- _Collected data_:
┄┄┄┄┄┄┄┄┄┄
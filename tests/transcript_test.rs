#![allow(clippy::expect_used, clippy::unwrap_used)]

use std::fs;
use std::path::Path;

use agent_relay::commands::transcript::{TranscriptView, transcript};
use agent_relay::error::TranscriptError;
use agent_relay::transcript::TranscriptParser;
use agent_relay::transcript::service::TranscriptService;
use agent_relay::transcript::types::{Event, Todo, TodoStatus, TokenCounts, Turn, UsageTotals};
use serde_json::{Value, json};
use tempfile::TempDir;

/// Write a codex session log the way a two-turn run leaves it.
fn seed_codex_session(dir: &Path, session_id: &str) -> Vec<Value> {
    let events = vec![
        json!({"type": "workspace", "provider": "codex"}),
        json!({"type": "thread.started", "thread_id": session_id}),
        json!({"type": "turn.started"}),
        json!({"type": "item.started", "item": {"type": "todo", "id": "todo-1", "title": "Install dependencies"}}),
        json!({"type": "item.completed", "item": {"type": "todo", "id": "todo-1", "title": "Install dependencies", "status": "done"}}),
        json!({"type": "item.started", "item": {"type": "command_execution", "id": "cmd-1", "command": "cargo clippy"}}),
        json!({"type": "item.completed", "item": {"type": "command_execution", "id": "cmd-1", "command": "cargo clippy", "exit_code": 0}}),
        json!({"type": "turn.completed", "usage": {"input_tokens": 12, "cached_input_tokens": 2, "output_tokens": 4}}),
        json!({"type": "turn.started"}),
        json!({"type": "item.started", "item": {"type": "todo", "id": "todo-2", "title": "Write tests for parser", "status": "in_progress"}}),
        json!({"type": "item.updated", "item": {"type": "todo", "id": "todo-2", "title": "Write tests for parser", "status": "in processing"}}),
        json!({"type": "turn.completed", "usage": {"input_tokens": 15, "output_tokens": 7}}),
    ];

    let codex = dir.join("codex");
    fs::create_dir_all(&codex).unwrap();
    let lines: Vec<String> = events.iter().map(Value::to_string).collect();
    fs::write(codex.join(format!("{session_id}.jsonl")), lines.join("\n")).unwrap();
    events
}

#[test]
fn full_transcript_returns_decoded_events() {
    let dir = TempDir::new().unwrap();
    let events = seed_codex_session(dir.path(), "thread-history");
    let service = TranscriptService::new(dir.path());

    let transcript = service.full_transcript("codex", "thread-history").unwrap();

    let transcript: Vec<Value> = transcript.into_iter().map(Value::Object).collect();
    assert_eq!(transcript, events);
}

#[test]
fn todo_list_tracks_status_progression() {
    let dir = TempDir::new().unwrap();
    seed_codex_session(dir.path(), "thread-todos");
    let service = TranscriptService::new(dir.path());

    let todos = service.todo_list("codex", "thread-todos").unwrap();

    assert_eq!(todos.len(), 2);
    assert_eq!(todos[0].id.as_deref(), Some("todo-1"));
    assert_eq!(todos[0].status, TodoStatus::Completed);
    assert_eq!(todos[1].id.as_deref(), Some("todo-2"));
    assert_eq!(todos[1].status, TodoStatus::InProgress);
    assert_eq!(todos[1].title.as_deref(), Some("Write tests for parser"));
    assert_eq!(todos[1].raw["status"], "in processing");
}

#[test]
fn turns_group_actions_and_usage() {
    let dir = TempDir::new().unwrap();
    seed_codex_session(dir.path(), "thread-turns");
    let service = TranscriptService::new(dir.path());

    let turns = service.turns("codex", "thread-turns").unwrap();

    assert_eq!(turns.len(), 2);
    assert_eq!(turns[0].index, 1);
    assert_eq!(turns[0].actions.len(), 4);
    assert_eq!(
        turns[0].usage,
        Some(TokenCounts {
            input_tokens: 12,
            cached_input_tokens: 2,
            output_tokens: 4
        })
    );
    assert_eq!(turns[0].actions[0].event_type, "item.started");
    assert_eq!(turns[0].actions[0].item_type, "todo");

    assert_eq!(turns[1].index, 2);
    assert_eq!(turns[1].actions.len(), 2);
    assert_eq!(
        turns[1].usage,
        Some(TokenCounts {
            input_tokens: 15,
            cached_input_tokens: 0,
            output_tokens: 7
        })
    );
}

#[test]
fn usage_totals_aggregate_all_turns() {
    let dir = TempDir::new().unwrap();
    seed_codex_session(dir.path(), "thread-usage");
    let service = TranscriptService::new(dir.path());

    assert_eq!(
        service.usage_totals("codex", "thread-usage").unwrap(),
        UsageTotals {
            input_tokens: 27,
            cached_input_tokens: 2,
            output_tokens: 11,
            total_tokens: 38
        }
    );
}

#[test]
fn provider_name_is_case_insensitive() {
    let dir = TempDir::new().unwrap();
    seed_codex_session(dir.path(), "thread-case");
    let service = TranscriptService::new(dir.path());
    assert_eq!(service.turns(" CODEX ", "thread-case").unwrap().len(), 2);
}

#[test]
fn malformed_lines_are_skipped() {
    let dir = TempDir::new().unwrap();
    let codex = dir.path().join("codex");
    fs::create_dir_all(&codex).unwrap();
    fs::write(
        codex.join("messy.jsonl"),
        "Reading prompt from stdin...\n\n[1,2]\n{\"type\":\"turn.started\"}\n{broken\n",
    )
    .unwrap();
    let service = TranscriptService::new(dir.path());

    let events = service.full_transcript("codex", "messy").unwrap();
    assert_eq!(events.len(), 1);
    assert_eq!(events[0]["type"], "turn.started");
}

#[test]
fn unsupported_provider_is_rejected() {
    let dir = TempDir::new().unwrap();
    let service = TranscriptService::new(dir.path());
    let err = service.full_transcript("unknown-provider", "abc").unwrap_err();
    assert!(matches!(err, TranscriptError::UnsupportedProvider(p) if p == "unknown-provider"));
}

#[test]
fn missing_log_is_not_found() {
    let dir = TempDir::new().unwrap();
    let service = TranscriptService::new(dir.path());
    let err = service.todo_list("codex", "nope").unwrap_err();
    assert!(matches!(err, TranscriptError::NotFound { .. }));
    assert_eq!(
        err.to_string(),
        "session log not found for provider codex and session nope"
    );
}

#[test]
fn path_traversal_is_rejected() {
    let dir = TempDir::new().unwrap();
    let service = TranscriptService::new(dir.path());
    assert!(matches!(
        service.turns("codex", "../secrets"),
        Err(TranscriptError::InvalidSessionId(_))
    ));
    assert!(matches!(
        service.turns("../codex", "abc"),
        Err(TranscriptError::InvalidProvider(_))
    ));
    assert!(matches!(
        service.turns("", "abc"),
        Err(TranscriptError::InvalidProvider(_))
    ));
}

/// Counts every event as its own turn; enough to prove dispatch by provider.
struct OneTurnPerEvent;

impl TranscriptParser for OneTurnPerEvent {
    fn provider(&self) -> &str {
        "Echo"
    }

    fn parse_todos(&self, _events: &[Event]) -> Vec<Todo> {
        Vec::new()
    }

    fn parse_turns(&self, events: &[Event]) -> Vec<Turn> {
        (1..=events.len()).map(Turn::new).collect()
    }

    fn parse_usage_totals(&self, _events: &[Event]) -> UsageTotals {
        UsageTotals::default()
    }
}

#[test]
fn extra_parsers_are_dispatched_by_provider() {
    let dir = TempDir::new().unwrap();
    let echo = dir.path().join("echo");
    fs::create_dir_all(&echo).unwrap();
    fs::write(echo.join("s1.jsonl"), "{\"a\":1}\n{\"b\":2}\n{\"c\":3}\n").unwrap();

    let service = TranscriptService::new(dir.path())
        .with_parser(OneTurnPerEvent)
        .unwrap();

    assert_eq!(service.turns("echo", "s1").unwrap().len(), 3);
    assert!(service.todo_list("echo", "s1").unwrap().is_empty());
}

#[test]
fn usage_view_prints_pretty_json() {
    let dir = TempDir::new().unwrap();
    seed_codex_session(dir.path(), "thread-print");
    let service = TranscriptService::new(dir.path());
    let mut out = Vec::new();

    transcript(&service, TranscriptView::Usage, "codex", "thread-print", &mut out).unwrap();

    insta::assert_snapshot!(String::from_utf8(out).unwrap(), @r#"
    {
      "input_tokens": 27,
      "cached_input_tokens": 2,
      "output_tokens": 11,
      "total_tokens": 38
    }
    "#);
}

#[test]
fn todos_view_serializes_status_names() {
    let dir = TempDir::new().unwrap();
    seed_codex_session(dir.path(), "thread-todo-view");
    let service = TranscriptService::new(dir.path());
    let mut out = Vec::new();

    transcript(&service, TranscriptView::Todos, "codex", "thread-todo-view", &mut out).unwrap();

    let printed: Value = serde_json::from_slice(&out).unwrap();
    assert_eq!(printed[0]["status"], "completed");
    assert_eq!(printed[1]["status"], "in_progress");
    assert_eq!(printed[1]["raw"]["id"], "todo-2");
}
┄┄┄┄┄┄┄┄┄┄
- _What the exercise asks_:
Work through the entries, filtering for the string "index", and copy each line that holds it.

- _Your response_:
    assert_eq!(turns[0].index, 1);
    assert_eq!(turns[1].index, 2);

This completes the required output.